A Play About Pieces of Faeces (but not like that...)
I have had a couple of conversations recently where this blog has been mentioned. I keep this going primarily for my own amusement, but I do have an ego. It’s always mildly thrilling to think someone else is enjoying it too, rather than me just mumbling smut to myself like some sort of horny drunk on the night bus that nobody dare venture too near. Seriously, someone in Burkina Faso has read about my ex-sub’s cleaning shenanigans? How astonishing!
In one of the conversations it was suggested the blog may be misnamed; that it should instead be called “We Didn’t Meet Again”. That does seem to be the punchline to many of my stories and gave me a good laugh. I also like the subversion of the Vera Lynne-esque message. We’ll meet again? Not bloody likely mate. That’s taking doing your duty to entirely unwarranted levels; I’m not exactly a lie back and think of England type.

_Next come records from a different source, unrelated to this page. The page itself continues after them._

//! Telemetry ledger
//!
//! Provides [`TelemetryLedger`], a counter store keyed by
//! `(tenant, stage, route)`. Counters only grow. The whole ledger is cleared
//! once, by [`TelemetryLedger::dispose`], after which it refuses new records.
//!
//! `record` never awaits: the read-modify-write of a counter happens under
//! the map shard lock, so interleaved runs cannot lose updates. Records share
//! a read gate that `dispose` takes exclusively, so no counter is written
//! after the ledger is cleared.

use crate::snapshot::{LedgerSnapshot, TelemetryMetric};
use chrono::{DateTime, Utc};
use dashmap::DashMap;
use parking_lot::RwLock;
use stagecraft_kernel::lease::{Lease, LeaseCounter, Leasable};
use stagecraft_kernel::{Stage, TenantId};
use std::collections::BTreeSet;
use std::sync::atomic::{AtomicBool, Ordering};
use std::sync::Arc;

/// Lease held by a run on a shared ledger
pub type LedgerLease = Lease<TelemetryLedger>;

/// Ledger failure
#[derive(Debug, Clone, PartialEq, Eq, thiserror::Error)]
pub enum LedgerError {
    /// Ledger has been disposed
    #[error("telemetry ledger is disposed")]
    Disposed,
}

/// Counter key
#[derive(Debug, Clone, PartialEq, Eq, PartialOrd, Ord, Hash)]
pub struct MetricKey {
    /// Tenant
    pub tenant: TenantId,
    /// Stage
    pub stage: Stage,
    /// Route label
    pub route: String,
}

#[derive(Debug, Clone, Copy)]
struct Counter {
    count: u64,
    last_seen: DateTime<Utc>,
}

/// Append-only counter store shared by every run
#[derive(Debug, Default)]
pub struct TelemetryLedger {
    counters: DashMap<MetricKey, Counter>,
    gate: RwLock<()>,
    disposed: AtomicBool,
    leases: LeaseCounter,
}

impl TelemetryLedger {
    /// Create empty ledger
    #[inline]
    #[must_use]
    pub fn new() -> Self {
        Self::default()
    }

    /// Increment `(tenant, stage, route)` stamped with the current time
    ///
    /// # Errors
    /// Returns [`LedgerError::Disposed`] once the ledger is disposed.
    pub fn record(&self, tenant: &TenantId, stage: &Stage, route: &str) -> Result<u64, LedgerError> {
        self.record_at(tenant, stage, route, Utc::now())
    }

    /// Increment `(tenant, stage, route)` stamped with `at`
    ///
    /// Returns the new count. `last_seen` never moves backwards.
    ///
    /// # Errors
    /// Returns [`LedgerError::Disposed`] once the ledger is disposed.
    pub fn record_at(
        &self,
        tenant: &TenantId,
        stage: &Stage,
        route: &str,
        at: DateTime<Utc>,
    ) -> Result<u64, LedgerError> {
        let _open = self.gate.read();
        if self.is_disposed() {
            return Err(LedgerError::Disposed);
        }

        let key = MetricKey {
            tenant: tenant.clone(),
            stage: stage.clone(),
            route: route.to_string(),
        };
        let mut counter = self.counters.entry(key).or_insert(Counter {
            count: 0,
            last_seen: at,
        });
        counter.count += 1;
        if at > counter.last_seen {
            counter.last_seen = at;
        }
        Ok(counter.count)
    }

    /// Point-in-time snapshot of a tenant's counters
    #[must_use]
    pub fn snapshot(&self, tenant: &TenantId) -> LedgerSnapshot {
        LedgerSnapshot::from_metrics(tenant.clone(), None, self.metrics(tenant))
    }

    /// Snapshot restricted to counters touched at or after `since`
    #[must_use]
    pub fn snapshot_since(&self, tenant: &TenantId, since: DateTime<Utc>) -> LedgerSnapshot {
        let metrics = self
            .metrics(tenant)
            .into_iter()
            .filter(|m| m.last_seen >= since)
            .collect();
        LedgerSnapshot::from_metrics(tenant.clone(), Some(since), metrics)
    }

    /// All counters of a tenant, sorted by key
    #[must_use]
    pub fn metrics(&self, tenant: &TenantId) -> Vec<TelemetryMetric> {
        let mut metrics: Vec<TelemetryMetric> = self
            .counters
            .iter()
            .filter(|entry| &entry.key().tenant == tenant)
            .map(|entry| TelemetryMetric::from_entry(entry.key(), entry.count, entry.last_seen))
            .collect();
        metrics.sort_by(|a, b| (&a.stage, &a.route).cmp(&(&b.stage, &b.route)));
        metrics
    }

    /// Single counter lookup
    #[must_use]
    pub fn metric(&self, tenant: &TenantId, stage: &Stage, route: &str) -> Option<TelemetryMetric> {
        let key = MetricKey {
            tenant: tenant.clone(),
            stage: stage.clone(),
            route: route.to_string(),
        };
        self.counters
            .get(&key)
            .map(|c| TelemetryMetric::from_entry(&key, c.count, c.last_seen))
    }

    /// Tenants with at least one counter
    #[must_use]
    pub fn tenants(&self) -> BTreeSet<TenantId> {
        self.counters.iter().map(|e| e.key().tenant.clone()).collect()
    }

    /// Number of distinct counters
    #[inline]
    #[must_use]
    pub fn len(&self) -> usize {
        self.counters.len()
    }

    /// Check if no counter exists
    #[inline]
    #[must_use]
    pub fn is_empty(&self) -> bool {
        self.counters.is_empty()
    }

    /// Clear every counter and stop accepting records
    ///
    /// Idempotent. Returns `true` only for the call that disposed.
    pub fn dispose(&self) -> bool {
        let _closed = self.gate.write();
        if self.disposed.swap(true, Ordering::AcqRel) {
            tracing::debug!("telemetry ledger already disposed");
            return false;
        }
        let cleared = self.counters.len();
        self.counters.clear();
        tracing::info!(cleared, "telemetry ledger disposed");
        true
    }

    /// Whether [`TelemetryLedger::dispose`] has run
    #[inline]
    #[must_use]
    pub fn is_disposed(&self) -> bool {
        self.disposed.load(Ordering::Acquire)
    }

    /// Lease this ledger for a run
    #[must_use]
    pub fn lease(self: &Arc<Self>) -> LedgerLease {
        Lease::acquire(Arc::clone(self))
    }

    /// Runs currently holding a lease
    #[inline]
    #[must_use]
    pub fn active_leases(&self) -> usize {
        self.leases.active()
    }
}

impl Leasable for TelemetryLedger {
    fn lease_counter(&self) -> &LeaseCounter {
        &self.leases
    }

    fn resource_name(&self) -> &'static str {
        "telemetry-ledger"
    }
}

#[cfg(test)]
mod tests {
    use super::*;
    use chrono::Duration;

    fn tenant(id: &str) -> TenantId {
        TenantId::new(id).unwrap()
    }

    fn stage(name: &str) -> Stage {
        Stage::new(name).unwrap()
    }

    #[test]
    fn record_increments_counter() {
        let ledger = TelemetryLedger::new();
        let t = tenant("T");
        for expected in 1..=3 {
            assert_eq!(ledger.record(&t, &stage("ingest"), "r1").unwrap(), expected);
        }
        let snapshot = ledger.snapshot(&t);
        assert_eq!(snapshot.by_stage[&stage("ingest")], 3);
        assert_eq!(snapshot.total, 3);
    }

    #[test]
    fn tenants_are_isolated() {
        let ledger = TelemetryLedger::new();
        ledger.record(&tenant("a"), &stage("ingest"), "r").unwrap();
        ledger.record(&tenant("b"), &stage("ingest"), "r").unwrap();
        ledger.record(&tenant("b"), &stage("ingest"), "r").unwrap();

        assert_eq!(ledger.snapshot(&tenant("a")).total, 1);
        assert_eq!(ledger.snapshot(&tenant("b")).total, 2);
        assert_eq!(ledger.snapshot(&tenant("c")).total, 0);
        assert_eq!(ledger.tenants().len(), 2);
    }

    #[test]
    fn last_seen_never_moves_backwards() {
        let ledger = TelemetryLedger::new();
        let t = tenant("T");
        let now = Utc::now();
        ledger.record_at(&t, &stage("ingest"), "r", now).unwrap();
        ledger
            .record_at(&t, &stage("ingest"), "r", now - Duration::seconds(30))
            .unwrap();

        let metric = ledger.metric(&t, &stage("ingest"), "r").unwrap();
        assert_eq!(metric.count, 2);
        assert_eq!(metric.last_seen, now);
    }

    #[test]
    fn windowed_snapshot_filters_stale_counters() {
        let ledger = TelemetryLedger::new();
        let t = tenant("T");
        let now = Utc::now();
        ledger
            .record_at(&t, &stage("ingest"), "old", now - Duration::minutes(10))
            .unwrap();
        ledger.record_at(&t, &stage("analyze"), "new", now).unwrap();
        ledger.record_at(&t, &stage("analyze"), "new", now).unwrap();

        let window = ledger.snapshot_since(&t, now - Duration::minutes(1));
        assert_eq!(window.total, 2);
        assert!(!window.by_stage.contains_key(&stage("ingest")));
        assert_eq!(window.since, Some(now - Duration::minutes(1)));

        assert_eq!(ledger.snapshot(&t).total, 3);
    }

    #[test]
    fn dispose_is_idempotent_and_terminal() {
        let ledger = TelemetryLedger::new();
        let t = tenant("T");
        ledger.record(&t, &stage("ingest"), "r").unwrap();

        assert!(ledger.dispose());
        assert!(!ledger.dispose());
        assert!(ledger.is_empty());
        assert!(ledger.is_disposed());
        assert_eq!(
            ledger.record(&t, &stage("ingest"), "r"),
            Err(LedgerError::Disposed)
        );
        assert_eq!(ledger.snapshot(&t).total, 0);
    }

    #[test]
    fn leases_are_counted() {
        let ledger = Arc::new(TelemetryLedger::new());
        let a = ledger.lease();
        let b = ledger.lease();
        assert_eq!(ledger.active_leases(), 2);
        drop(a);
        drop(b);
        assert_eq!(ledger.active_leases(), 0);
    }
}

So many of my more random meets have been such glorious shitshows that they do tend to prevail when it comes to my anecdotes. I can't help it; who doesn't love to hear about a massive shitshow that they aren't party to? So many of them are just great stories to tell.
I genuinely do prefer a longer term fuck-buddy type of arrangement, but there’s no particular amusement in the story of how C came round one Saturday after the Liverpool game and had sex with me for the 47th time. To be sure it was highly enjoyable, but it doesn’t make for thrilling retelling. Maybe if social distancing continues much longer I will run out of the livelier stories and will resort to those, but given how infrequently I’m currently posting (due to a combination of lack of time and an increasingly maudlin tendency to my reminiscences) I don’t see that happening for a good long while.
So the given name stands and I shall try in future to tell more stories that don’t end with one or both parties flouncing off in a huff. Until then: enjoy the shitshow!